(Supplied records begins)

// coursecart/src/model/course.rs

//! Course records.
//!
//! Two pricing shapes exist in the catalogue: the nested
//! `modeAttemptPricing` list and the legacy flat `modes`/`durations` arrays
//! with one `costPrice`/`sellingPrice`. The wire record is decoded once into
//! [`Course`], whose [`PricingModel`] keeps the source shape and whose
//! [`Course::modes`] is always the normalized mode → attempt → price list.

use crate::model::money::Rupees;
use serde::{Deserialize, Serialize};
use serde_json::Value as JsonValue;

#[derive(Debug, Clone, Copy, PartialEq, Eq, Serialize, Deserialize)]
pub enum Category {
  #[serde(rename = "CA")]
  Ca,
  #[serde(rename = "CMA")]
  Cma,
}

impl Category {
  pub fn parse(raw: &str) -> Option<Self> {
    match raw.trim().to_ascii_uppercase().as_str() {
      "CA" => Some(Category::Ca),
      "CMA" => Some(Category::Cma),
      _ => None,
    }
  }
}

#[derive(Debug, Clone, Copy, PartialEq, Eq, Serialize, Deserialize)]
pub enum Subcategory {
  Foundation,
  Inter,
  Final,
}

impl Subcategory {
  pub fn parse(raw: &str) -> Option<Self> {
    match raw.trim().to_ascii_lowercase().as_str() {
      "foundation" => Some(Subcategory::Foundation),
      "inter" | "intermediate" => Some(Subcategory::Inter),
      "final" => Some(Subcategory::Final),
      _ => None,
    }
  }
}

/// Whether a course belongs to a faculty page or is sold on its own.
#[derive(Debug, Clone, Copy, Default, PartialEq, Eq, Serialize, Deserialize)]
#[serde(rename_all = "lowercase")]
pub enum CourseType {
  #[default]
  Faculty,
  Standalone,
}

impl CourseType {
  pub fn as_query(self) -> &'static str {
    match self {
      CourseType::Faculty => "faculty",
      CourseType::Standalone => "standalone",
    }
  }
}

#[derive(Debug, Clone, PartialEq, Eq, Serialize, Deserialize)]
#[serde(rename_all = "camelCase")]
pub struct AttemptPrice {
  #[serde(alias = "validity")]
  pub attempt: String,
  #[serde(default)]
  pub cost_price: Rupees,
  #[serde(default)]
  pub selling_price: Rupees,
}

#[derive(Debug, Clone, PartialEq, Eq, Serialize, Deserialize)]
pub struct ModePricing {
  pub mode: String,
  #[serde(default)]
  pub attempts: Vec<AttemptPrice>,
}

/// Legacy flat pricing: every mode × duration costs the same.
#[derive(Debug, Clone, PartialEq, Eq)]
pub struct FlatPricing {
  pub modes: Vec<String>,
  pub durations: Vec<String>,
  pub cost_price: Rupees,
  pub selling_price: Rupees,
}

impl FlatPricing {
  fn normalize(&self) -> Vec<ModePricing> {
    self
      .modes
      .iter()
      .map(|mode| {
        let labels: Vec<&str> = if self.durations.is_empty() {
          vec![mode.as_str()]
        } else {
          self.durations.iter().map(String::as_str).collect()
        };
        ModePricing {
          mode: mode.clone(),
          attempts: labels
            .into_iter()
            .map(|label| AttemptPrice {
              attempt: label.to_string(),
              cost_price: self.cost_price,
              selling_price: self.selling_price,
            })
            .collect(),
        }
      })
      .collect()
  }
}

#[derive(Debug, Clone, PartialEq, Eq)]
pub enum PricingModel {
  Tiered(Vec<ModePricing>),
  LegacyFlat(FlatPricing),
}

#[derive(Debug, Clone, PartialEq, Deserialize)]
#[serde(from = "CourseRecord")]
pub struct Course {
  pub id: Option<String>,
  pub title: String,
  pub subject: String,
  pub category: Option<Category>,
  pub subcategory: Option<Subcategory>,
  pub paper_id: Option<String>,
  pub faculty_slug: Option<String>,
  pub institute: Option<String>,
  pub course_type: CourseType,
  pub pricing: PricingModel,
  modes: Vec<ModePricing>,
}

impl Course {
  /// Normalized pricing, whatever the source shape.
  pub fn modes(&self) -> &[ModePricing] {
    &self.modes
  }

  pub fn mode_names(&self) -> impl Iterator<Item = &str> {
    self.modes.iter().map(|m| m.mode.as_str())
  }

  /// Exact, case-sensitive lookup.
  pub fn find_mode(&self, mode: &str) -> Option<&ModePricing> {
    self.modes.iter().find(|m| m.mode == mode)
  }

  pub fn is_legacy_priced(&self) -> bool {
    matches!(self.pricing, PricingModel::LegacyFlat(_))
  }

  pub fn display_title(&self) -> &str {
    if self.title.is_empty() {
      &self.subject
    } else {
      &self.title
    }
  }
}

/// The course record as the API sends it.
#[derive(Debug, Clone, Default, Deserialize)]
#[serde(rename_all = "camelCase")]
struct CourseRecord {
  #[serde(rename = "_id", alias = "id")]
  id: Option<String>,
  #[serde(default)]
  title: Option<String>,
  #[serde(default)]
  subject: Option<String>,
  #[serde(default)]
  category: Option<String>,
  #[serde(default)]
  subcategory: Option<String>,
  #[serde(default)]
  paper_id: Option<JsonValue>,
  #[serde(default)]
  faculty_slug: Option<String>,
  #[serde(default)]
  institute: Option<JsonValue>,
  #[serde(default)]
  course_type: Option<CourseType>,
  #[serde(default)]
  mode_attempt_pricing: Option<Vec<ModePricing>>,
  #[serde(default)]
  cost_price: Option<Rupees>,
  #[serde(default)]
  selling_price: Option<Rupees>,
  #[serde(default)]
  modes: Option<Vec<String>>,
  #[serde(default)]
  durations: Option<Vec<String>>,
}

fn text_of(value: Option<JsonValue>) -> Option<String> {
  match value? {
    JsonValue::String(s) if !s.trim().is_empty() => Some(s),
    JsonValue::Number(n) => Some(n.to_string()),
    JsonValue::Object(map) => map.get("name").and_then(JsonValue::as_str).map(str::to_string),
    _ => None,
  }
}

impl From<CourseRecord> for Course {
  fn from(raw: CourseRecord) -> Self {
    let pricing = match raw.mode_attempt_pricing {
      Some(tiers) if !tiers.is_empty() => PricingModel::Tiered(tiers),
      _ => PricingModel::LegacyFlat(FlatPricing {
        modes: raw.modes.unwrap_or_default(),
        durations: raw.durations.unwrap_or_default(),
        cost_price: raw.cost_price.unwrap_or_default(),
        selling_price: raw.selling_price.unwrap_or_default(),
      }),
    };
    let modes = match &pricing {
      PricingModel::Tiered(tiers) => tiers.clone(),
      PricingModel::LegacyFlat(flat) => flat.normalize(),
    };
    let subject = raw.subject.unwrap_or_default();
    let course_type = raw.course_type.unwrap_or(if raw.faculty_slug.is_some() {
      CourseType::Faculty
    } else {
      CourseType::Standalone
    });

    Course {
      id: raw.id,
      title: raw.title.unwrap_or_else(|| subject.clone()),
      subject,
      category: raw.category.as_deref().and_then(Category::parse),
      subcategory: raw.subcategory.as_deref().and_then(Subcategory::parse),
      paper_id: text_of(raw.paper_id),
      faculty_slug: raw.faculty_slug.filter(|s| !s.is_empty()),
      institute: text_of(raw.institute),
      course_type,
      pricing,
      modes,
    }
  }
}

/// Identifies what is being bought: a course inside a faculty's list
/// (`faculty_slug` + `course_index`) or a standalone course (`course_id`).
#[derive(Debug, Clone, PartialEq, Eq, Serialize, Deserialize)]
#[serde(rename_all = "camelCase")]
pub struct CourseRef {
  pub course_id: Option<String>,
  pub faculty_slug: Option<String>,
  pub course_index: Option<usize>,
  pub title: String,
}

impl CourseRef {
  pub fn for_faculty_course(course: &Course, faculty_slug: impl Into<String>, course_index: usize) -> Self {
    Self {
      course_id: course.id.clone(),
      faculty_slug: Some(faculty_slug.into()),
      course_index: Some(course_index),
      title: course.display_title().to_string(),
    }
  }

  pub fn for_course(course: &Course) -> Self {
    Self {
      course_id: course.id.clone(),
      faculty_slug: course.faculty_slug.clone(),
      course_index: None,
      title: course.display_title().to_string(),
    }
  }

  /// True when this reference was taken from `course`.
  pub fn refers_to(&self, course: &Course) -> bool {
    self.course_id == course.id
  }
}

(Supplied records ends)

All lines from the start of the entries through the line where "shape and whose" sits should be duplicated exactly, with nothing else in the output.

Output for this exercise:
// coursecart/src/model/course.rs

//! Course records.
//!
//! Two pricing shapes exist in the catalogue: the nested
//! `modeAttemptPricing` list and the legacy flat `modes`/`durations` arrays
//! with one `costPrice`/`sellingPrice`. The wire record is decoded once into
//! [`Course`], whose [`PricingModel`] keeps the source shape and whose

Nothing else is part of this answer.